What to do
When you reach the line containing "pub fn join(self)" in the records below, start copying exactly, and stop once you have copied the line containing "actor cannot join".

Task inputs: Begin

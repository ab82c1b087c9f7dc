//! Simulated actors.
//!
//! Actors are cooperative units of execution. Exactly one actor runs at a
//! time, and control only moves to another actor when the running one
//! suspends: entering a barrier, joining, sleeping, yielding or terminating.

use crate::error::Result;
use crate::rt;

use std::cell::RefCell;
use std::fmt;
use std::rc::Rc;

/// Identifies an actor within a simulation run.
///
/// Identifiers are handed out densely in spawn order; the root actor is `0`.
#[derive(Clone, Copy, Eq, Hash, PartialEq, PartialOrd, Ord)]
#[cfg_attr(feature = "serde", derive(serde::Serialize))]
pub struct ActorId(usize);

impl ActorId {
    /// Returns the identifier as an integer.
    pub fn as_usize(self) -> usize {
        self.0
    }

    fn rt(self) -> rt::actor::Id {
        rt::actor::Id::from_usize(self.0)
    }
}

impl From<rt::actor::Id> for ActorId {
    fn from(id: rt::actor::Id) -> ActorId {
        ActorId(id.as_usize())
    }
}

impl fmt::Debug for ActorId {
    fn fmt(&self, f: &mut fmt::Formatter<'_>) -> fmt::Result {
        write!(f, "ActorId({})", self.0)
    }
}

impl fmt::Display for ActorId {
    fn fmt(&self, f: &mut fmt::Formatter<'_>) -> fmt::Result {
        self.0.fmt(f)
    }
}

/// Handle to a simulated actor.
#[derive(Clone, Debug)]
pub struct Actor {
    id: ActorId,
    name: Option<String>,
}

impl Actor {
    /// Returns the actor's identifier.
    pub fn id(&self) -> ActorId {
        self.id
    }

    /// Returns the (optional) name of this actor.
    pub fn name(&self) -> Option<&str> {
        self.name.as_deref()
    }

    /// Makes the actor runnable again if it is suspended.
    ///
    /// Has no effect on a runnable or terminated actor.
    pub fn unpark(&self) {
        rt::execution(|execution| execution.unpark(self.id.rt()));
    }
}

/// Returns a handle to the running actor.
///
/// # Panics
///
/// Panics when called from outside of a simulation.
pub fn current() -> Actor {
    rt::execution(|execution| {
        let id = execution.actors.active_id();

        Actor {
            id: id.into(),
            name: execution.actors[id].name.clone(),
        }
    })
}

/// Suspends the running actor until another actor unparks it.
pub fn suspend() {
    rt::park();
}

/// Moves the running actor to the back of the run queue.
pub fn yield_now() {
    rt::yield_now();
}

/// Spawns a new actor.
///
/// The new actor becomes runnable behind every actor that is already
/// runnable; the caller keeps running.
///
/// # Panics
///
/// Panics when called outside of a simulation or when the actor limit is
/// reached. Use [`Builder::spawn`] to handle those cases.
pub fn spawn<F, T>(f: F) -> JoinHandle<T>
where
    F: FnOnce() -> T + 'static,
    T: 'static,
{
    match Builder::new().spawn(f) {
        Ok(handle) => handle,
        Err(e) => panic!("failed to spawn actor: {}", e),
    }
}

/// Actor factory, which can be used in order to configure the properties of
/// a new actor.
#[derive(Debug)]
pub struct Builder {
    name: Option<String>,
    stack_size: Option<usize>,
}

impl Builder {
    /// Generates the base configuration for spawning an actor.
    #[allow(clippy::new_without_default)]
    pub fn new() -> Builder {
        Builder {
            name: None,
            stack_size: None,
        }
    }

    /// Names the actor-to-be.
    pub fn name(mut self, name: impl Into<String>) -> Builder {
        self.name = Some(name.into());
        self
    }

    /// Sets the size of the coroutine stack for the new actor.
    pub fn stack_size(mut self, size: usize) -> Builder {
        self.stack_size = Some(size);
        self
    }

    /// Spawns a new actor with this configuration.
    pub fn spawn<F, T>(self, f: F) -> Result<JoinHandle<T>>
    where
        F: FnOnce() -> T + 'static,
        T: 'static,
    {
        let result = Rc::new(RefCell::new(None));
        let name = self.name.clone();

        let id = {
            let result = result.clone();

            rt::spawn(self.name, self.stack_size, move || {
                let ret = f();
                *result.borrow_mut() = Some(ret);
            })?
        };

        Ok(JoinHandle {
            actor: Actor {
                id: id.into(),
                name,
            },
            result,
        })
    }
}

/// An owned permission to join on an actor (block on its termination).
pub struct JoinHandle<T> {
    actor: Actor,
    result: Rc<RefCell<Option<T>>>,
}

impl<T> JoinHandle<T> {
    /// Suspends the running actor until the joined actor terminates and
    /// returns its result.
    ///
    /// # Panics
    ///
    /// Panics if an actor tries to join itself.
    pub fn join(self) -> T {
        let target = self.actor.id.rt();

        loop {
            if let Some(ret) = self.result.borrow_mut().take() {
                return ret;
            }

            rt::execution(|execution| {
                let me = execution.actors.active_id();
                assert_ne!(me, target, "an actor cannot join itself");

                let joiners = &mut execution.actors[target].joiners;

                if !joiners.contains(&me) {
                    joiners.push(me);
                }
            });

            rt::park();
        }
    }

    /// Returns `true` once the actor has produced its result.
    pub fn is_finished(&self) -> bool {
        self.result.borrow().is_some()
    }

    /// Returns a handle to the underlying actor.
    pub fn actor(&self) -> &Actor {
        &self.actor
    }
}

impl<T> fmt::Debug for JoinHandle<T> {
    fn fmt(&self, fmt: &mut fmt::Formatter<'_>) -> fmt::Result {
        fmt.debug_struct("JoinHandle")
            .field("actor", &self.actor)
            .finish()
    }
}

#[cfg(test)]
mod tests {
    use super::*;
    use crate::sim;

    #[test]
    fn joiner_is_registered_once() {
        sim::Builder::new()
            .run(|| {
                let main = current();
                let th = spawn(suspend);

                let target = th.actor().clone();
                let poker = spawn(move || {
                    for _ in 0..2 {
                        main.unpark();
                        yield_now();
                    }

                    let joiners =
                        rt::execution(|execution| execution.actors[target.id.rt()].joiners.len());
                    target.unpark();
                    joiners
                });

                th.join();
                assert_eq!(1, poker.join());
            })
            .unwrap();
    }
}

Task inputs: End
Task inputs: Begin

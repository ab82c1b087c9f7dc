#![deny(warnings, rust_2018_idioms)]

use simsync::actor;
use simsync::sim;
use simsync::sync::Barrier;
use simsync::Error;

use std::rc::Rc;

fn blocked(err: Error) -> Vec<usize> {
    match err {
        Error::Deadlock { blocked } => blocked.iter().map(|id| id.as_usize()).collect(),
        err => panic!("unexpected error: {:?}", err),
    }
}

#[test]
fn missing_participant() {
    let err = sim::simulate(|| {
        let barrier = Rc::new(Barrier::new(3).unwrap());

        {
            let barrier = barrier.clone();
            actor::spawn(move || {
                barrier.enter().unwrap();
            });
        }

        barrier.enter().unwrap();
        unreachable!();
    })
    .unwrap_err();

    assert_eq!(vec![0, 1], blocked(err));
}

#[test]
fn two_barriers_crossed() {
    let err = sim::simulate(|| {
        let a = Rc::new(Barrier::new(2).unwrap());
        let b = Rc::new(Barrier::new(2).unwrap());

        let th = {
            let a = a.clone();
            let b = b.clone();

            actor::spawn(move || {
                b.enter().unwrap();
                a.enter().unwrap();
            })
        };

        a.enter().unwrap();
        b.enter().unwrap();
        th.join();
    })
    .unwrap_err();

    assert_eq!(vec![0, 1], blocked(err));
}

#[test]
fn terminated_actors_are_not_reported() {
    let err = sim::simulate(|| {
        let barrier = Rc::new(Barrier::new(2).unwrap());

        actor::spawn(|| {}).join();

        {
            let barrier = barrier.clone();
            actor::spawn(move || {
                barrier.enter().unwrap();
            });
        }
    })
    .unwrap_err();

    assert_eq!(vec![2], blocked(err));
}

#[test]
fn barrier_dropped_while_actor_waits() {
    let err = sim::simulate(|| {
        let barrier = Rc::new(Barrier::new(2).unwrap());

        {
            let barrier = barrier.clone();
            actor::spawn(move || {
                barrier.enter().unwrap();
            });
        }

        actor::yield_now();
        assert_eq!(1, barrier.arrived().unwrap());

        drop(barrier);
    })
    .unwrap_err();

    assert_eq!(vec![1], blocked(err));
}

Task inputs: End

Task solution
    pub fn join(self) -> T {
        let target = self.actor.id.rt();

        loop {
            if let Some(ret) = self.result.borrow_mut().take() {
                return ret;
            }

            rt::execution(|execution| {
                let me = execution.actors.active_id();
                assert_ne!(me, target, "an actor cannot join itself");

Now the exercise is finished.